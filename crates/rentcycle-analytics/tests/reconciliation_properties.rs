//! Property-based tests for reconciliation invariants.
//!
//! - Pending balances are never negative and sum to the reported total
//! - Paying a pending month never increases what is owed
//! - Gaps never overlap settled coverage and always lie inside the tenancy
//! - The advance balance is never negative

use proptest::prelude::*;
use rentcycle_analytics::prelude::*;
use rentcycle_core::cycles::calendar_period;
use rust_decimal::Decimal;

// =============================================================================
// GENERATORS
// =============================================================================

fn check_in() -> impl Strategy<Value = Date> {
    (2022i32..2025, 1u32..=12, 1u32..=28).prop_map(|(y, m, d)| Date::from_ymd(y, m, d).unwrap())
}

fn rent() -> impl Strategy<Value = Decimal> {
    (1_000i64..20_000).prop_map(Decimal::from)
}

fn any_cycle() -> impl Strategy<Value = RentCycleType> {
    prop_oneof![Just(RentCycleType::Calendar), Just(RentCycleType::Midmonth)]
}

/// Month offsets from check-in paid in full, plus days from check-in to as_of.
fn scenario() -> impl Strategy<Value = (Date, Decimal, Vec<u32>, i64)> {
    (
        check_in(),
        rent(),
        prop::collection::vec(0u32..24, 0..12),
        0i64..700,
    )
}

fn monthly_rows(check_in: Date, rent: Decimal, offsets: &[u32]) -> Vec<PaymentRow> {
    offsets
        .iter()
        .map(|&offset| {
            let month = calendar_period(check_in.start_of_month().add_months(offset as i32).unwrap());
            PaymentRow::rent(rent, rent, month.start, month, PaymentStatus::Paid)
        })
        .collect()
}

// =============================================================================
// PROPERTIES
// =============================================================================

proptest! {
    #[test]
    fn pending_totals_are_consistent((check_in, rent, offsets, days) in scenario()) {
        let tenant = TenantSnapshot::new("P-1", check_in, rent);
        let rows = monthly_rows(check_in, rent, &offsets);
        let report = PendingRentCalculator::default()
            .calculate(&tenant, &rows, check_in.add_days(days))
            .unwrap();

        let sum: Decimal = report.periods.iter().map(|p| p.balance).sum();
        prop_assert_eq!(sum, report.total_pending);
        prop_assert_eq!(report.periods.len() as u32, report.pending_months);
        prop_assert!(report.periods.iter().all(|p| p.balance > Decimal::ZERO));
        prop_assert!(report.periods.windows(2).all(|w| w[0].start < w[1].start));
        prop_assert!(report.overdue_months + report.partial_months <= report.pending_months);
        prop_assert!(report.advance_balance >= Decimal::ZERO);
        prop_assert!(report.penalty >= Decimal::ZERO);
    }

    #[test]
    fn paying_oldest_month_never_increases_pending((check_in, rent, offsets, days) in scenario()) {
        let tenant = TenantSnapshot::new("P-2", check_in, rent);
        let mut rows = monthly_rows(check_in, rent, &offsets);
        let calc = PendingRentCalculator::default();
        let as_of = check_in.add_days(days);

        let before = calc.calculate(&tenant, &rows, as_of).unwrap();
        if let Some(oldest) = before.periods.first() {
            let month = Period::new(oldest.start, oldest.end).unwrap();
            rows.push(PaymentRow::rent(rent, rent, as_of, month, PaymentStatus::Paid));
            let after = calc.calculate(&tenant, &rows, as_of).unwrap();

            prop_assert!(after.total_pending < before.total_pending);
            prop_assert!(after.periods.iter().all(|p| p.start != month.start));
        }
    }

    #[test]
    fn gaps_never_overlap_coverage(
        (check_in, rent, offsets, days) in scenario(),
        cycle_type in any_cycle(),
    ) {
        let tenant = TenantSnapshot::new("P-3", check_in, rent);
        let rows = monthly_rows(check_in, rent, &offsets);
        let report = PaymentGapDetector::default()
            .detect(&tenant, &rows, cycle_type, check_in.add_days(days))
            .unwrap();

        prop_assert_eq!(report.gap_count as usize, report.gaps.len());
        prop_assert_eq!(report.has_gaps, !report.gaps.is_empty());
        for gap in &report.gaps {
            prop_assert!(gap.start >= check_in.start_of_month());
            prop_assert!(gap.start <= report.horizon);
            let period = gap.period();
            prop_assert!(rows
                .iter()
                .filter_map(PaymentRow::coverage)
                .all(|cover| !cover.overlaps(&period)));
        }
        prop_assert!(report.gaps.iter().filter(|g| g.is_checkin_gap).count() <= 1);
    }

    #[test]
    fn advice_starts_inside_tenancy(
        (check_in, rent, offsets, days) in scenario(),
        cycle_type in any_cycle(),
        skip_gaps in any::<bool>(),
    ) {
        let tenant = TenantSnapshot::new("P-4", check_in, rent);
        let rows = monthly_rows(check_in, rent, &offsets);
        let advice = NextPaymentDateAdvisor::default()
            .next_payment_dates(&tenant, &rows, cycle_type, skip_gaps, check_in.add_days(days))
            .unwrap();

        prop_assert!(advice.start >= check_in.start_of_month());
        if let Some(end) = advice.end {
            prop_assert!(end >= advice.start);
        }
        prop_assert_eq!(advice.gap.is_some(), advice.reason == SuggestionReason::FillGap);
    }
}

- What needs to be done
The response must consist solely of the lines from the top of the records through the line holding "fn check_in() ->", copied word for word.

- Result
filename crates/rentcycle-analytics/tests/reconciliation_properties.rs
//! Property-based tests for reconciliation invariants.
//!
//! - Pending balances are never negative and sum to the reported total
//! - Paying a pending month never increases what is owed
//! - Gaps never overlap settled coverage and always lie inside the tenancy
//! - The advance balance is never negative

use proptest::prelude::*;
use rentcycle_analytics::prelude::*;
use rentcycle_core::cycles::calendar_period;
use rust_decimal::Decimal;

// =============================================================================
// GENERATORS
// =============================================================================

fn check_in() -> impl Strategy<Value = Date> {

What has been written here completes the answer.